> _What to do_
Every entry needs to be reproduced exactly.

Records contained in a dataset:
----------
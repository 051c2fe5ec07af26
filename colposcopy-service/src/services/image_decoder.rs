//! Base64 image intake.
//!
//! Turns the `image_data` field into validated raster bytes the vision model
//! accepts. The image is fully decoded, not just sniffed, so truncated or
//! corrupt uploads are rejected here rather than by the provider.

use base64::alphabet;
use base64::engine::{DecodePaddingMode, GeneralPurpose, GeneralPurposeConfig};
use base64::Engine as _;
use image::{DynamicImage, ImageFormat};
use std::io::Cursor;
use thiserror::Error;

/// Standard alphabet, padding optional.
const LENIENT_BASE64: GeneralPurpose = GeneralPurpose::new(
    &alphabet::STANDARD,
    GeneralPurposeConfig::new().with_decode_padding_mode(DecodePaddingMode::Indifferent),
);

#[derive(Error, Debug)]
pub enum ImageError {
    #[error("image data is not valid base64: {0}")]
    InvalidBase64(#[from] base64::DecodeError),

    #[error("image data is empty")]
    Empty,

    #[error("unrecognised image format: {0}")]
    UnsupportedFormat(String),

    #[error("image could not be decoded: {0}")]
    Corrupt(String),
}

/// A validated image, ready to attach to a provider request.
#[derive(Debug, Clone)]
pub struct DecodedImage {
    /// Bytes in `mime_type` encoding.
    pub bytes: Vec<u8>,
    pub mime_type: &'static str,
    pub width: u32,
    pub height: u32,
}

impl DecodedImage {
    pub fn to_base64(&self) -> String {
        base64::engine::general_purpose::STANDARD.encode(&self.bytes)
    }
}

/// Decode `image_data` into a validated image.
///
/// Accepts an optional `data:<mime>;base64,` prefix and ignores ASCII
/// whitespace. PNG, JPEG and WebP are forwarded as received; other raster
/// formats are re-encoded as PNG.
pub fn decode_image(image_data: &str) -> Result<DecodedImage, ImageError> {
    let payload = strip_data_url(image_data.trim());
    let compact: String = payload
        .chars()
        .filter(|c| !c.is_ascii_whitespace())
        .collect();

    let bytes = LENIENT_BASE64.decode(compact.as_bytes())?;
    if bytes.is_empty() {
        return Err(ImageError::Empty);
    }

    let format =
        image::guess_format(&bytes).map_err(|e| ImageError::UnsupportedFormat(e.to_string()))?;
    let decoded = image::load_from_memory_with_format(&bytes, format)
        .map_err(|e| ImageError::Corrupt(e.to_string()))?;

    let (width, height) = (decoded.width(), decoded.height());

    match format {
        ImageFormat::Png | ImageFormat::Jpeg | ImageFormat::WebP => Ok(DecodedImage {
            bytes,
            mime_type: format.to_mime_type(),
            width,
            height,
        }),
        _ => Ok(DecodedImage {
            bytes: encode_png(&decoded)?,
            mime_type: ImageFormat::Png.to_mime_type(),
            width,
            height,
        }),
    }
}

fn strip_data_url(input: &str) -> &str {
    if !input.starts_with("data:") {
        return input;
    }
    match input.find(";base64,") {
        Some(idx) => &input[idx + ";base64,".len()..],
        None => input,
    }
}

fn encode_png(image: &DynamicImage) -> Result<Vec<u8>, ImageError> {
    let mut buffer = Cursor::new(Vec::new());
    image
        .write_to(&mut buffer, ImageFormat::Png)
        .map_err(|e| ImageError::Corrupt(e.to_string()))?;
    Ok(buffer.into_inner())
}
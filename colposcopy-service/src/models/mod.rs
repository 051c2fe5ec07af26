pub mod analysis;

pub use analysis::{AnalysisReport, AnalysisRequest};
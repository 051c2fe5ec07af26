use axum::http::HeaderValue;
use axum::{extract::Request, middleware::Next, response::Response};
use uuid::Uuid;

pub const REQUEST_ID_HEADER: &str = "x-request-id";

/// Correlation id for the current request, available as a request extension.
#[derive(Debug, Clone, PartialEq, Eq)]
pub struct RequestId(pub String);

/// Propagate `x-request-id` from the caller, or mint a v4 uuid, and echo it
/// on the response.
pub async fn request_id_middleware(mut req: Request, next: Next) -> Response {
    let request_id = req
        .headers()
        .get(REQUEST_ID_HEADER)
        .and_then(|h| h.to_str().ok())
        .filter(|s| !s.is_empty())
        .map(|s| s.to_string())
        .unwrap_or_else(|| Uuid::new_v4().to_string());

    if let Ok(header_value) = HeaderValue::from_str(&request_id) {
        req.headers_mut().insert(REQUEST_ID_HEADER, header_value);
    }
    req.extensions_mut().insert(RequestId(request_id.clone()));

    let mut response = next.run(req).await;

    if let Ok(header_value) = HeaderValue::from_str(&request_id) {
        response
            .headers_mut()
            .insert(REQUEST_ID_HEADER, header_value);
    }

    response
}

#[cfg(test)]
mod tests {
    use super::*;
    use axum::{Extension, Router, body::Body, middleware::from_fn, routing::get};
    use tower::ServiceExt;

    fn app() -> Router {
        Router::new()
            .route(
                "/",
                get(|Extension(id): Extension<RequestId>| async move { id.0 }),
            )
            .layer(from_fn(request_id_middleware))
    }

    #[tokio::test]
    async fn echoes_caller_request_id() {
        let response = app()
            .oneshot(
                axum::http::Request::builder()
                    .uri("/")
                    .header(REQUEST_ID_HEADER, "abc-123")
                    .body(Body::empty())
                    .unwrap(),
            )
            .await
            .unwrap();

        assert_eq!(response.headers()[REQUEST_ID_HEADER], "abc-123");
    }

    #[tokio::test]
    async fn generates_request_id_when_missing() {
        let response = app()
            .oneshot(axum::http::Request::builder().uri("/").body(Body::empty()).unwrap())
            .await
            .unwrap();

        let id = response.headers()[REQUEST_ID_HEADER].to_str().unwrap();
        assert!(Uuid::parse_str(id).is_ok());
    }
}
----------
> _Response_
repository 051c2fe5ec07af26
filename colposcopy-service/src/services/image_decoder.rs
//! Base64 image intake.
//!
//! Turns the `image_data` field into validated raster bytes the vision model
//! accepts. The image is fully decoded, not just sniffed, so truncated or
//! corrupt uploads are rejected here rather than by the provider.

use base64::alphabet;
use base64::engine::{DecodePaddingMode, GeneralPurpose, GeneralPurposeConfig};
use base64::Engine as _;
use image::{DynamicImage, ImageFormat};
use std::io::Cursor;
use thiserror::Error;

/// Standard alphabet, padding optional.
const LENIENT_BASE64: GeneralPurpose = GeneralPurpose::new(
    &alphabet::STANDARD,
    GeneralPurposeConfig::new().with_decode_padding_mode(DecodePaddingMode::Indifferent),
);

#[derive(Error, Debug)]
pub enum ImageError {
    #[error("image data is not valid base64: {0}")]
    InvalidBase64(#[from] base64::DecodeError),

    #[error("image data is empty")]
    Empty,

    #[error("unrecognised image format: {0}")]
    UnsupportedFormat(String),

    #[error("image could not be decoded: {0}")]
    Corrupt(String),
}

/// A validated image, ready to attach to a provider request.
#[derive(Debug, Clone)]
pub struct DecodedImage {
    /// Bytes in `mime_type` encoding.
    pub bytes: Vec<u8>,
    pub mime_type: &'static str,
    pub width: u32,
    pub height: u32,
}

impl DecodedImage {
    pub fn to_base64(&self) -> String {
        base64::engine::general_purpose::STANDARD.encode(&self.bytes)
    }
}

/// Decode `image_data` into a validated image.
///
/// Accepts an optional `data:<mime>;base64,` prefix and ignores ASCII
/// whitespace. PNG, JPEG and WebP are forwarded as received; other raster
/// formats are re-encoded as PNG.
pub fn decode_image(image_data: &str) -> Result<DecodedImage, ImageError> {
    let payload = strip_data_url(image_data.trim());
    let compact: String = payload
        .chars()
        .filter(|c| !c.is_ascii_whitespace())
        .collect();

    let bytes = LENIENT_BASE64.decode(compact.as_bytes())?;
    if bytes.is_empty() {
        return Err(ImageError::Empty);
    }

    let format =
        image::guess_format(&bytes).map_err(|e| ImageError::UnsupportedFormat(e.to_string()))?;
    let decoded = image::load_from_memory_with_format(&bytes, format)
        .map_err(|e| ImageError::Corrupt(e.to_string()))?;

    let (width, height) = (decoded.width(), decoded.height());

    match format {
        ImageFormat::Png | ImageFormat::Jpeg | ImageFormat::WebP => Ok(DecodedImage {
            bytes,
            mime_type: format.to_mime_type(),
            width,
            height,
        }),
        _ => Ok(DecodedImage {
            bytes: encode_png(&decoded)?,
            mime_type: ImageFormat::Png.to_mime_type(),
            width,
            height,
        }),
    }
}

fn strip_data_url(input: &str) -> &str {
    if !input.starts_with("data:") {
        return input;
    }
    match input.find(";base64,") {
        Some(idx) => &input[idx + ";base64,".len()..],
        None => input,
    }
}

fn encode_png(image: &DynamicImage) -> Result<Vec<u8>, ImageError> {
    let mut buffer = Cursor::new(Vec::new());
    image
        .write_to(&mut buffer, ImageFormat::Png)
        .map_err(|e| ImageError::Corrupt(e.to_string()))?;
    Ok(buffer.into_inner())
}
filename colposcopy-service/src/models/mod.rs
repository 051c2fe5ec07af26
pub mod analysis;

pub use analysis::{AnalysisReport, AnalysisRequest};
repository 051c2fe5ec07af26
use axum::http::HeaderValue;
use axum::{extract::Request, middleware::Next, response::Response};
use uuid::Uuid;

pub const REQUEST_ID_HEADER: &str = "x-request-id";

/// Correlation id for the current request, available as a request extension.
#[derive(Debug, Clone, PartialEq, Eq)]
pub struct RequestId(pub String);

/// Propagate `x-request-id` from the caller, or mint a v4 uuid, and echo it
/// on the response.
pub async fn request_id_middleware(mut req: Request, next: Next) -> Response {
    let request_id = req
        .headers()
        .get(REQUEST_ID_HEADER)
        .and_then(|h| h.to_str().ok())
        .filter(|s| !s.is_empty())
        .map(|s| s.to_string())
        .unwrap_or_else(|| Uuid::new_v4().to_string());

    if let Ok(header_value) = HeaderValue::from_str(&request_id) {
        req.headers_mut().insert(REQUEST_ID_HEADER, header_value);
    }
    req.extensions_mut().insert(RequestId(request_id.clone()));

    let mut response = next.run(req).await;

    if let Ok(header_value) = HeaderValue::from_str(&request_id) {
        response
            .headers_mut()
            .insert(REQUEST_ID_HEADER, header_value);
    }

    response
}

#[cfg(test)]
mod tests {
    use super::*;
    use axum::{Extension, Router, body::Body, middleware::from_fn, routing::get};
    use tower::ServiceExt;

    fn app() -> Router {
        Router::new()
            .route(
                "/",
                get(|Extension(id): Extension<RequestId>| async move { id.0 }),
            )
            .layer(from_fn(request_id_middleware))
    }

    #[tokio::test]
    async fn echoes_caller_request_id() {
        let response = app()
            .oneshot(
                axum::http::Request::builder()
                    .uri("/")
                    .header(REQUEST_ID_HEADER, "abc-123")
                    .body(Body::empty())
                    .unwrap(),
            )
            .await
            .unwrap();

        assert_eq!(response.headers()[REQUEST_ID_HEADER], "abc-123");
    }

    #[tokio::test]
    async fn generates_request_id_when_missing() {
        let response = app()
            .oneshot(axum::http::Request::builder().uri("/").body(Body::empty()).unwrap())
            .await
            .unwrap();

        let id = response.headers()[REQUEST_ID_HEADER].to_str().unwrap();
        assert!(Uuid::parse_str(id).is_ok());
    }
}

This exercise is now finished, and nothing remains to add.